_Aim of the exercise_.
Look for the string "argv" in the data below, and copy each line that holds it.

_Extracted entries_.
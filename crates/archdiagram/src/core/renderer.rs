//! Core renderer trait for diagram output
//!
//! A renderer turns a [`Diagram`] into some output: DOT source text, or an
//! image file produced by the layout engine.

use anyhow::Result;

use super::Diagram;

/// Core trait for diagram renderers
///
/// # Example
/// ```
/// use archdiagram::core::{Diagram, DiagramConfig, Renderer};
/// use archdiagram::graphviz::DotRenderer;
///
/// let diagram = Diagram::new(DiagramConfig::new("Empty"));
/// let dot = DotRenderer::new().render(&diagram).unwrap();
/// assert!(dot.starts_with("digraph"));
/// ```
pub trait Renderer {
    /// The output type of this renderer
    type Output;

    /// Render the diagram into the output format
    fn render(&self, diagram: &Diagram) -> Result<Self::Output>;

    /// Get the name of this renderer
    fn name(&self) -> &'static str;

    /// Get the supported output format
    fn format(&self) -> &'static str;
}
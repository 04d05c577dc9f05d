//! Shared text utilities for DOT output

/// Escape a string for use inside a double-quoted DOT value.
///
/// Backslashes and quotes are escaped, and line breaks become the DOT
/// `\n` (centered line) escape.
///
/// # Example
/// ```
/// use archdiagram::core::escape_dot;
///
/// assert_eq!(escape_dot("Raw Data\n(Immutable)"), r"Raw Data\n(Immutable)");
/// assert_eq!(escape_dot(r#"say "hi""#), r#"say \"hi\""#);
/// ```
pub fn escape_dot(text: &str) -> String {
    let mut escaped = String::with_capacity(text.len());
    let mut chars = text.chars().peekable();
    while let Some(c) = chars.next() {
        match c {
            '\\' => escaped.push_str("\\\\"),
            '"' => escaped.push_str("\\\""),
            '\r' => {
                if chars.peek() != Some(&'\n') {
                    escaped.push_str("\\n");
                }
            }
            '\n' => escaped.push_str("\\n"),
            _ => escaped.push(c),
        }
    }
    escaped
}

/// Wrap a value in double quotes, escaping it
pub fn quote(text: &str) -> String {
    format!("\"{}\"", escape_dot(text))
}

/// Number of line breaks in a label, counting `\r\n` and a lone `\r` once
/// each, the same way [`escape_dot`] turns them into `\n`
pub fn line_breaks(label: &str) -> usize {
    let mut chars = label.chars().peekable();
    let mut count = 0;
    while let Some(c) = chars.next() {
        match c {
            '\n' => count += 1,
            '\r' if chars.peek() != Some(&'\n') => count += 1,
            _ => {}
        }
    }
    count
}
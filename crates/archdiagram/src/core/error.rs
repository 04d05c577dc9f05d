//! Core error types for diagram construction and rendering
//!
//! Builders, emitters and the Graphviz driver all report failures through
//! [`DiagramError`]; public entry points wrap it in `anyhow::Error`.

use std::path::PathBuf;
use thiserror::Error;

/// Core error types for diagram processing
#[derive(Error, Debug)]
pub enum DiagramError {
    #[error("Unknown node: {id}")]
    UnknownNode { id: String },

    #[error("Unknown cluster: {id}")]
    UnknownCluster { id: String },

    #[error("Icon not found: {}", path.display())]
    IconNotFound { path: PathBuf },

    #[error("Invalid icon {}: {message}", path.display())]
    InvalidIcon { path: PathBuf, message: String },

    #[error("Layout engine unavailable: {engine} ({message})")]
    EngineUnavailable { engine: String, message: String },

    #[error("Layout engine failed with {status}: {stderr}")]
    EngineFailed { status: String, stderr: String },

    #[error("IO error: {source}")]
    IoError {
        #[from]
        source: std::io::Error,
    },
}

impl DiagramError {
    /// Create a new unknown node error
    pub fn unknown_node(id: impl Into<String>) -> Self {
        Self::UnknownNode { id: id.into() }
    }

    /// Create a new unknown cluster error
    pub fn unknown_cluster(id: impl Into<String>) -> Self {
        Self::UnknownCluster { id: id.into() }
    }

    /// Create a new invalid icon error
    pub fn invalid_icon(path: impl Into<PathBuf>, message: impl Into<String>) -> Self {
        Self::InvalidIcon {
            path: path.into(),
            message: message.into(),
        }
    }

    /// Create a new engine failure error
    pub fn engine_failed(status: impl Into<String>, stderr: impl Into<String>) -> Self {
        Self::EngineFailed {
            status: status.into(),
            stderr: stderr.into(),
        }
    }
}
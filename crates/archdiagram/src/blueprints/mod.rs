//! Hard-coded diagram descriptions shipped with the library

pub mod ecommerce;
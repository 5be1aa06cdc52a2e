//! Shared runner state machine.
//!
//! [`Lifecycle`] owns the `ready`/`redirected` flags and the dispatch of every
//! contract operation to a [`Backend`]'s hooks. A backend only says how to
//! execute; the lifecycle guarantees one-time init, idempotent redirect,
//! bundle-path scoping for local files, and that a panicking hook becomes an
//! exit code instead of unwinding into the caller.

use std::panic::{AssertUnwindSafe, catch_unwind};
use std::path::Path;
use std::sync::atomic::{AtomicBool, AtomicUsize, Ordering};
use std::sync::{Arc, Mutex, PoisonError};

use polyrun_utils::OutputSink;
use polyrun_utils::bundle::{BundlePaths, BundleScope};
use polyrun_utils::exit_codes::codes;
use polyrun_utils::logging::{RunTimer, run_span};
use tracing::{debug, error, info, warn};

use crate::contract::{RunnerDescriptor, ScriptRunner};
use crate::error::{BoxError, RunnerError};
use crate::location::looks_like_url;
use crate::options::RunOptions;

/// Log that `runner` has no implementation for `operation`.
pub(crate) fn log_not_supported(runner: &str, operation: &'static str) {
    let err = RunnerError::NotSupported {
        runner: runner.to_string(),
        operation,
    };
    warn!(runner = %runner, "{err}");
}

/// Backend-specific hooks driven by [`Lifecycle`].
///
/// Every hook has a default that logs "not supported" and reports failure, so
/// a backend implements only what its interpreter can do.
pub trait Backend: Send + Sync + 'static {
    fn descriptor(&self) -> &RunnerDescriptor;

    fn is_supported(&self) -> bool;

    /// Scripts are local files: the lifecycle checks they exist and scopes
    /// the bundle path to their folder.
    fn is_local_file(&self) -> bool {
        false
    }

    fn can_handle(&self, identifier: &str) -> bool {
        if self.is_local_file() && looks_like_url(identifier) {
            return false;
        }
        self.descriptor().matches(identifier)
    }

    fn do_init(&self, _args: &[String]) -> Result<(), BoxError> {
        Ok(())
    }

    fn do_redirect(&self, _out: OutputSink, _err: OutputSink) -> bool {
        false
    }

    fn do_run_script(&self, _script: &str, _args: &[String], _options: &mut RunOptions) -> i32 {
        log_not_supported(self.descriptor().name, "run_script");
        codes::FAILURE
    }

    fn do_eval_script(&self, _source: &str, _options: &mut RunOptions) -> i32 {
        log_not_supported(self.descriptor().name, "eval_script");
        codes::FAILURE
    }

    fn do_run_lines(&self, _source: &str, _options: &mut RunOptions) {
        log_not_supported(self.descriptor().name, "run_lines");
    }

    fn do_run_interactive(&self, _args: &[String]) -> i32 {
        log_not_supported(self.descriptor().name, "run_interactive");
        codes::FAILURE
    }

    fn is_abort_supported(&self) -> bool {
        false
    }

    fn do_abort(&self) {}

    /// A run is about to start; called before the runner reports running.
    fn begin_run(&self) {}

    /// Paired with [`Backend::begin_run`] on every exit path.
    fn end_run(&self) {}

    fn do_close(&self) {}

    fn do_exec_before(&self, _statements: &[String]) {
        log_not_supported(self.descriptor().name, "exec_before");
    }

    fn do_exec_after(&self, _statements: &[String]) {
        log_not_supported(self.descriptor().name, "exec_after");
    }

    fn command_line_help(&self) -> Option<String> {
        log_not_supported(self.descriptor().name, "command_line_help");
        None
    }

    fn interactive_help(&self) -> Option<String> {
        log_not_supported(self.descriptor().name, "interactive_help");
        None
    }
}

/// Brackets a run with the backend's begin/end hooks and keeps the running
/// counter in step on every exit path.
struct RunningGuard<'a, B: Backend> {
    counter: &'a AtomicUsize,
    backend: &'a B,
}

impl<'a, B: Backend> RunningGuard<'a, B> {
    fn enter(counter: &'a AtomicUsize, backend: &'a B) -> Self {
        backend.begin_run();
        counter.fetch_add(1, Ordering::SeqCst);
        Self { counter, backend }
    }
}

impl<B: Backend> Drop for RunningGuard<'_, B> {
    fn drop(&mut self) {
        self.counter.fetch_sub(1, Ordering::SeqCst);
        self.backend.end_run();
    }
}

/// A [`ScriptRunner`] built from a [`Backend`].
///
/// States: `UNINITIALIZED -> READY` through a successful `init`, and
/// independently `NOT_REDIRECTED -> REDIRECTED` through a successful
/// `redirect`. `close` resets only the redirect.
pub struct Lifecycle<B: Backend> {
    backend: B,
    state_lock: Mutex<()>,
    ready: AtomicBool,
    redirected: AtomicBool,
    running: AtomicUsize,
    bundle: Arc<BundlePaths>,
}

impl<B: Backend> Lifecycle<B> {
    pub fn new(backend: B, bundle: Arc<BundlePaths>) -> Self {
        Self {
            backend,
            state_lock: Mutex::new(()),
            ready: AtomicBool::new(false),
            redirected: AtomicBool::new(false),
            running: AtomicUsize::new(0),
            bundle,
        }
    }

    /// Wrap into the shared trait object the registry stores.
    pub fn shared(backend: B, bundle: Arc<BundlePaths>) -> Arc<dyn ScriptRunner> {
        Arc::new(Self::new(backend, bundle))
    }

    pub fn backend(&self) -> &B {
        &self.backend
    }

    fn name(&self) -> &'static str {
        self.backend.descriptor().name
    }

    /// Ensure READY, logging instead of returning the error.
    fn ensure_ready(&self) -> bool {
        match self.init(&[]) {
            Ok(()) => true,
            Err(e) => {
                error!(runner = self.name(), error = %e, "Runner not ready");
                false
            }
        }
    }

    /// Run `hook`, turning a panic into `FAILURE`.
    fn guarded(&self, operation: &str, hook: impl FnOnce() -> i32) -> i32 {
        match catch_unwind(AssertUnwindSafe(hook)) {
            Ok(code) => code,
            Err(panic) => {
                let message = panic
                    .downcast_ref::<&str>()
                    .map(|s| (*s).to_string())
                    .or_else(|| panic.downcast_ref::<String>().cloned())
                    .unwrap_or_else(|| "unknown panic".to_string());
                error!(runner = self.name(), operation = operation, panic = %message, "Backend panicked");
                codes::FAILURE
            }
        }
    }
}

impl<B: Backend> ScriptRunner for Lifecycle<B> {
    fn descriptor(&self) -> &RunnerDescriptor {
        self.backend.descriptor()
    }

    fn can_handle(&self, identifier: &str) -> bool {
        self.backend.can_handle(identifier)
    }

    fn is_supported(&self) -> bool {
        self.backend.is_supported()
    }

    fn init(&self, args: &[String]) -> Result<(), RunnerError> {
        if self.ready.load(Ordering::Acquire) {
            return Ok(());
        }
        let _state = self.state_lock.lock().unwrap_or_else(PoisonError::into_inner);
        if self.ready.load(Ordering::Acquire) {
            return Ok(());
        }
        self.backend
            .do_init(args)
            .map_err(|source| RunnerError::Initialization {
                runner: self.name().to_string(),
                source,
            })?;
        self.ready.store(true, Ordering::Release);
        debug!(runner = self.name(), "Runner initialized");
        Ok(())
    }

    fn is_ready(&self) -> bool {
        self.ready.load(Ordering::Acquire)
    }

    fn run_script(&self, script: &str, args: &[String], options: &mut RunOptions) -> i32 {
        if !self.ensure_ready() {
            return codes::FAILURE;
        }
        let span = run_span(self.name(), script);
        let _entered = span.enter();

        let local = self.backend.is_local_file();
        if local && !Path::new(script).exists() {
            error!(runner = self.name(), script = %script, "Script not found");
            return codes::FILE_NOT_FOUND;
        }

        let _running = RunningGuard::enter(&self.running, &self.backend);
        let _bundle = (local && !options.running_in_ide)
            .then(|| BundleScope::for_script(Arc::clone(&self.bundle), Path::new(script)));

        let timer = RunTimer::start(self.name());
        let code = self.guarded("run_script", || {
            self.backend.do_run_script(script, args, options)
        });
        timer.finish(code)
    }

    fn eval_script(&self, source: &str, options: &mut RunOptions) -> i32 {
        if !self.ensure_ready() {
            return codes::FAILURE;
        }
        let _running = RunningGuard::enter(&self.running, &self.backend);
        let timer = RunTimer::start(self.name());
        let code = self.guarded("eval_script", || self.backend.do_eval_script(source, options));
        timer.finish(code)
    }

    fn run_lines(&self, source: &str, options: &mut RunOptions) {
        if !self.ensure_ready() {
            return;
        }
        let _running = RunningGuard::enter(&self.running, &self.backend);
        self.guarded("run_lines", || {
            self.backend.do_run_lines(source, options);
            codes::SUCCESS
        });
    }

    fn run_interactive(&self, args: &[String]) -> i32 {
        if !self.ensure_ready() {
            return codes::FAILURE;
        }
        let _running = RunningGuard::enter(&self.running, &self.backend);
        self.guarded("run_interactive", || self.backend.do_run_interactive(args))
    }

    fn redirect(&self, out: OutputSink, err: OutputSink) -> bool {
        if self.redirected.load(Ordering::Acquire) {
            return true;
        }
        if !self.ensure_ready() {
            return false;
        }
        let _state = self.state_lock.lock().unwrap_or_else(PoisonError::into_inner);
        if self.redirected.load(Ordering::Acquire) {
            return true;
        }
        let wired = self.backend.do_redirect(out, err);
        if wired {
            self.redirected.store(true, Ordering::Release);
            debug!(runner = self.name(), "Output redirected");
        }
        wired
    }

    fn is_abort_supported(&self) -> bool {
        self.backend.is_abort_supported()
    }

    fn abort(&self) {
        if self.backend.is_abort_supported() {
            info!(runner = self.name(), "Abort requested");
            self.backend.do_abort();
        } else {
            log_not_supported(self.name(), "abort");
        }
    }

    fn is_running(&self) -> bool {
        self.running.load(Ordering::SeqCst) > 0
    }

    fn close(&self) {
        let _state = self.state_lock.lock().unwrap_or_else(PoisonError::into_inner);
        self.backend.do_close();
        self.redirected.store(false, Ordering::Release);
        debug!(runner = self.name(), "Runner closed");
    }

    fn reset(&self) {
        self.close();
        let _state = self.state_lock.lock().unwrap_or_else(PoisonError::into_inner);
        match self.backend.do_init(&[]) {
            Ok(()) => {
                self.ready.store(true, Ordering::Release);
                info!(runner = self.name(), "Runner reset");
            }
            Err(e) => {
                error!(runner = self.name(), error = %e, "Runner reset failed; restart before running more scripts");
            }
        }
    }

    fn exec_before(&self, statements: &[String]) {
        self.backend.do_exec_before(statements);
    }

    fn exec_after(&self, statements: &[String]) {
        self.backend.do_exec_after(statements);
    }

    fn command_line_help(&self) -> Option<String> {
        self.backend.command_line_help()
    }

    fn interactive_help(&self) -> Option<String> {
        self.backend.interactive_help()
    }
}
#[cfg(all(test, unix))]
mod tests {
    use super::*;
    use crate::backends::lua::{LuaBackend, LuaInterpreter};
    use crate::contract::ScriptRunner;
    use crate::lifecycle::Lifecycle;
    use crate::options::UNKNOWN_LINE;
    use polyrun_utils::test_support::write_script;
    use std::collections::BTreeMap;
    use std::thread;
    use std::time::Duration;
    use tempfile::TempDir;

    /// `sh` as an interpreter; error lines come from `line N:` in stderr.
    struct Shell;

    const SHELL: RunnerDescriptor = RunnerDescriptor::new("Shell", "text/x-sh", &["sh"]);

    impl Interpreter for Shell {
        fn descriptor(&self) -> &RunnerDescriptor {
            &SHELL
        }

        fn programs(&self) -> &'static [&'static str] {
            &["sh"]
        }

        fn script_args(&self, script: &Path, args: &[String]) -> Vec<String> {
            let mut argv = vec![script.display().to_string()];
            argv.extend_from_slice(args);
            argv
        }

        fn eval_args(&self, source: &str) -> Vec<String> {
            vec!["-c".to_string(), source.to_string()]
        }

        fn error_line(&self, stderr: &str, _script: Option<&Path>, _source: Option<&str>) -> i32 {
            stderr
                .split("line ")
                .nth(1)
                .and_then(|rest| rest.split(':').next())
                .and_then(|n| n.trim().parse().ok())
                .unwrap_or(UNKNOWN_LINE)
        }
    }

    fn shell_runner(config: &Config) -> Arc<Lifecycle<ProcessBackend<Shell>>> {
        let bundle = Arc::new(BundlePaths::new());
        Arc::new(Lifecycle::new(
            ProcessBackend::new(Shell, config, Arc::clone(&bundle)),
            bundle,
        ))
    }

    #[test]
    fn test_script_output_and_exit_code() {
        let runner = shell_runner(&Config::default());
        let dir = TempDir::new().unwrap();
        let script = write_script(dir.path(), "demo.sh", "echo \"hi $1\"\npwd\nexit 3\n");
        let (out, buffer) = OutputSink::capture();
        let mut options = RunOptions::default().with_out(out).with_err(OutputSink::stderr());
        let code = runner.run_script(
            script.to_str().unwrap(),
            &["there".to_string()],
            &mut options,
        );
        assert_eq!(code, 3);
        let output = buffer.contents();
        assert!(output.starts_with("hi there\n"));
        let cwd = output.lines().nth(1).unwrap();
        assert_eq!(
            polyrun_utils::paths::canonicalize(Path::new(cwd)).unwrap(),
            polyrun_utils::paths::canonicalize(dir.path()).unwrap()
        );
    }

    #[test]
    fn test_eval_success_keeps_unknown_line() {
        let runner = shell_runner(&Config::default());
        let mut options = RunOptions::default().silent();
        assert_eq!(runner.eval_script("true", &mut options), codes::SUCCESS);
        assert_eq!(options.error_line, UNKNOWN_LINE);
    }

    #[test]
    fn test_timeout_kills_process() {
        let runner = shell_runner(&Config::default());
        let mut options = RunOptions::default()
            .silent()
            .with_timeout(Duration::from_millis(200));
        assert_eq!(runner.eval_script("sleep 30", &mut options), codes::TIMEOUT);
    }

    fn spawn_eval(
        runner: &Arc<Lifecycle<ProcessBackend<Shell>>>,
        source: &'static str,
        out: Option<OutputSink>,
    ) -> thread::JoinHandle<i32> {
        let runner = Arc::clone(runner);
        thread::spawn(move || {
            let mut options = match out {
                Some(out) => RunOptions::default().with_out(out),
                None => RunOptions::default().silent(),
            };
            runner.eval_script(source, &mut options)
        })
    }

    fn wait_running(runner: &Arc<Lifecycle<ProcessBackend<Shell>>>) {
        while !runner.is_running() {
            thread::sleep(Duration::from_millis(5));
        }
    }

    #[test]
    fn test_abort_kills_process_tree() {
        let runner = shell_runner(&Config::default());
        let worker = spawn_eval(&runner, "sleep 30 & wait", None);
        wait_running(&runner);
        runner.abort();
        assert_eq!(worker.join().unwrap(), codes::ABORTED);

        let mut options = RunOptions::default().silent();
        assert_eq!(runner.eval_script("true", &mut options), codes::SUCCESS);
    }

    #[test]
    fn test_runs_through_one_backend_are_serialized() {
        let runner = shell_runner(&Config::default());
        let (out, buffer) = OutputSink::capture();
        let source = "echo start; sleep 0.2; echo end";
        let workers: Vec<_> = (0..2)
            .map(|_| spawn_eval(&runner, source, Some(out.clone())))
            .collect();
        for worker in workers {
            assert_eq!(worker.join().unwrap(), codes::SUCCESS);
        }
        assert_eq!(buffer.contents(), "start\nend\nstart\nend\n");
    }

    #[test]
    fn test_different_backends_run_in_parallel() {
        let shell = shell_runner(&Config::default());
        let worker = spawn_eval(&shell, "sleep 30", None);
        wait_running(&shell);

        let other_shell = shell_runner(&Config::default());
        let lua = Lifecycle::new(
            LuaBackend::new(Arc::new(LuaInterpreter::new())),
            Arc::new(BundlePaths::new()),
        );
        let mut options = RunOptions::default().silent();
        assert_eq!(other_shell.eval_script("exit 4", &mut options), 4);
        assert_eq!(lua.eval_script("os.exit(5)", &mut options), 5);
        assert!(!worker.is_finished());

        shell.abort();
        assert_eq!(worker.join().unwrap(), codes::ABORTED);
    }

    #[test]
    fn test_missing_program_override_is_unsupported() {
        let mut interpreters = BTreeMap::new();
        interpreters.insert(
            "Shell".to_string(),
            InterpreterConfig {
                program: Some("/definitely/not/here/sh".to_string()),
                args: Vec::new(),
            },
        );
        let config = Config {
            interpreters,
            ..Config::default()
        };
        let runner = shell_runner(&config);
        assert!(!runner.is_supported());
        assert!(runner.init(&[]).is_err());
        let mut options = RunOptions::default();
        assert_eq!(runner.eval_script("true", &mut options), codes::FAILURE);
    }

    #[test]
    fn test_configured_args_come_first() {
        let mut interpreters = BTreeMap::new();
        interpreters.insert(
            "shell".to_string(),
            InterpreterConfig {
                program: Some("sh".to_string()),
                args: vec!["-e".to_string()],
            },
        );
        let config = Config {
            interpreters,
            ..Config::default()
        };
        let runner = shell_runner(&config);
        let mut options = RunOptions::default().silent();
        assert_eq!(runner.eval_script("false; exit 0", &mut options), 1);
    }
}
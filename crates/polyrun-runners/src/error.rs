//! Error types for the runner subsystem

use std::path::PathBuf;
use thiserror::Error;

pub type BoxError = Box<dyn std::error::Error + Send + Sync>;

/// Runner errors.
///
/// Only [`RunnerError::Initialization`] ever reaches a caller as an error
/// value; every other failure is logged and converted to an exit code at the
/// lifecycle boundary.
#[derive(Error, Debug)]
pub enum RunnerError {
    #[error("Cannot initialize script runner {runner}: {source}")]
    Initialization {
        runner: String,
        #[source]
        source: BoxError,
    },

    #[error("{runner} does not (yet) support {operation}")]
    NotSupported {
        runner: String,
        operation: &'static str,
    },

    #[error("No runner can handle '{identifier}'")]
    Resolution { identifier: String },

    #[error("I/O error on {path}: {source}")]
    Io {
        path: PathBuf,
        #[source]
        source: std::io::Error,
    },

    #[error("Archive error in {path}: {reason}")]
    Archive { path: PathBuf, reason: String },

    #[error("Network error for {url}: {reason}")]
    Network { url: String, reason: String },
}

impl RunnerError {
    pub(crate) fn io(path: impl Into<PathBuf>, source: std::io::Error) -> Self {
        Self::Io {
            path: path.into(),
            source,
        }
    }
}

_Answer box_.
            let mut argv = vec![script.display().to_string()];
            argv.extend_from_slice(args);
            argv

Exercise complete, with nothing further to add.